Proper amount of vegetable oil, up to ml 2,50

Example 9

A veterinary (dog and cat) soft gelatin capsule, each comprising:

-PEAum mg 100.00

pharmaceutically acceptable oily excipient mg 300.00

Example 10

A 2ml glass vial containing:

diethanolamide mg of fumaric acid 100.00

An appropriate amount of sterile saline solution up to ml 2.0

Example 11

A 4ml freeze-dried glass vial containing:

diethanolamide mg of fumaric acid 200.00

-glycine mg 85.00

A 4ml solvent vial containing:

sterile saline solution ml 4.0ml

Claims (14)

1. Use of palmitoylethanolamide in a wholly or partially micronized form alone for the preparation of a medicament for the treatment of renal diseases.

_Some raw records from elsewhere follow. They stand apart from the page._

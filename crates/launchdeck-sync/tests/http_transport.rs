//! `HttpTransport` and `UpstreamClient` against a local axum server.

use std::time::Duration;

use axum::{Json, Router, http::StatusCode, routing::get};
use launchdeck_core::entity::EntityKind;
use launchdeck_sync::{
  Error, UpstreamClient, UpstreamConfig,
  transport::{HttpTransport, Request, Transport},
};
use serde_json::json;

async fn serve(router: Router) -> String {
  let listener = tokio::net::TcpListener::bind("127.0.0.1:0").await.unwrap();
  let addr = listener.local_addr().unwrap();
  tokio::spawn(async move {
    axum::serve(listener, router).await.unwrap();
  });
  format!("http://{addr}")
}

fn upstream() -> Router {
  Router::new()
    .route(
      "/v4/rockets",
      get(|| async { Json(json!([{"id": "5e9d0d95eda69973a809d1ec", "name": "Falcon 9"}])) }),
    )
    .route("/v4/company", get(|| async { Json(json!({"name": "SpaceX"})) }))
    .route("/v5/launches", get(|| async { (StatusCode::SERVICE_UNAVAILABLE, "maintenance") }))
    .route("/v4/launchpads", get(|| async { "not json" }))
    .route(
      "/v4/rockets/slow",
      get(|| async {
        tokio::time::sleep(Duration::from_secs(5)).await;
        Json(json!({}))
      }),
    )
}

fn config(base: &str) -> UpstreamConfig {
  UpstreamConfig { api_base_url: format!("{base}/"), timeout: 1, ..Default::default() }
}

#[tokio::test]
async fn transport_returns_status_and_body() {
  let base = serve(upstream()).await;
  let transport = HttpTransport::new(&base).unwrap();

  let ok = transport
    .get(&Request { path: "/v4/rockets".into(), query: vec![], timeout: Duration::from_secs(5) })
    .await
    .unwrap();
  assert_eq!(ok.status, 200);
  assert!(ok.body.contains("Falcon 9"));

  let down = transport
    .get(&Request { path: "/v5/launches".into(), query: vec![], timeout: Duration::from_secs(5) })
    .await
    .unwrap();
  assert_eq!(down.status, 503);
  assert_eq!(down.body, "maintenance");
}

#[tokio::test]
async fn client_classifies_upstream_failures() {
  let base = serve(upstream()).await;
  let client = UpstreamClient::from_config(&config(&base)).unwrap();

  let rockets = client.rockets().await.unwrap();
  assert_eq!(rockets[0]["name"], "Falcon 9");

  match client.launches().await {
    Err(Error::UpstreamError { status, body }) => {
      assert_eq!(status, 503);
      assert_eq!(body, "maintenance");
    }
    other => panic!("expected UpstreamError, got {other:?}"),
  }

  assert!(matches!(client.launchpads().await, Err(Error::UpstreamMalformed(_))));
  assert!(matches!(
    client.fetch_item(EntityKind::Rocket, "slow").await,
    Err(Error::UpstreamUnavailable(_))
  ));
}

#[tokio::test]
async fn health_check_against_live_and_dead_upstream() {
  let base = serve(upstream()).await;
  let live = UpstreamClient::from_config(&config(&base)).unwrap();
  assert!(live.health_check().await);

  // Nothing listens on port 9 of the loopback interface.
  let dead = UpstreamClient::from_config(&config("http://127.0.0.1:9")).unwrap();
  assert!(!dead.health_check().await);
}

2. Use according to claim 1, wherein at least 94% of the particles of the micronized palmitoyl ethanolamide have a size of less than 10 microns.

3. Use according to claim 1, wherein at least 77% of the particles of the micronized palmitoylethanolamide have a size less than 6 microns.

4. Use according to claim 1, wherein the palmitoylethanolamide is in all or part in a micronized form.

5. Use according to claim 4, wherein at least 97% of the particles of the micronized palmitoylethanolamide have a size less than 6 microns.

6. Use according to claim 4, wherein at least 57% of the particles of the micronized palmitoylethanolamide have a size less than 2 microns.

7. The use according to any one of claims 1 to 6 for the treatment of renal diseases caused by metabolic disorders or toxic agents.

8. The use of any one of claims 1 to 6, wherein the renal disease is selected from:

diabetic nephropathy

Renal arteriosclerosis

Pyelonephritis

Polycystic kidney disease

Alport syndrome

Lei-nie syndrome

-Goodpasture's syndrome

Lupus nephritis

Immunoglobulin A nephropathy

Tubular necrosis of the kidney

-glomerulonephritis

Urethral stricture

Iatrogenic nephropathy from non-steroidal anti-inflammatory drugs, cytotoxic drugs, lithium, antibiotics or cyclosporines

Renal disease from therapeutic radiation

Senile nephropathy.

9. Use according to any one of claims 1 to 6, wherein the treatment is carried out orally.

10. Use according to any one of claims 1 to 6, wherein the palmitoylethanolamide is comprised in a pharmaceutical composition in an amount ranging from 1mg to 2g of active ingredient per dosage unit.

11. Use according to claim 10, wherein the palmitoylethanolamide is comprised in a pharmaceutical composition in an amount ranging from 100mg to 1g of active ingredient per dosage unit.

12. Use according to any one of claims 1 to 6, wherein the palmitoylethanolamide is contained in a pharmaceutical composition selected from the group consisting of: tablets, capsules, solutions, syrups, suspensions of the controlled release type or of the non-controlled release type for oral administration; tablets for buccal or sublingual administration; suspensions, solutions or emulsions in oily or aqueous vehicles for injectable administration; suppositories or retention enemas for rectal administration; depot formulations for subcutaneous, transdermal or intramuscular administration.

13. Use according to any one of claims 1 to 6 for human therapy.

14. The use according to any one of claims 1 to 6 for veterinary treatment.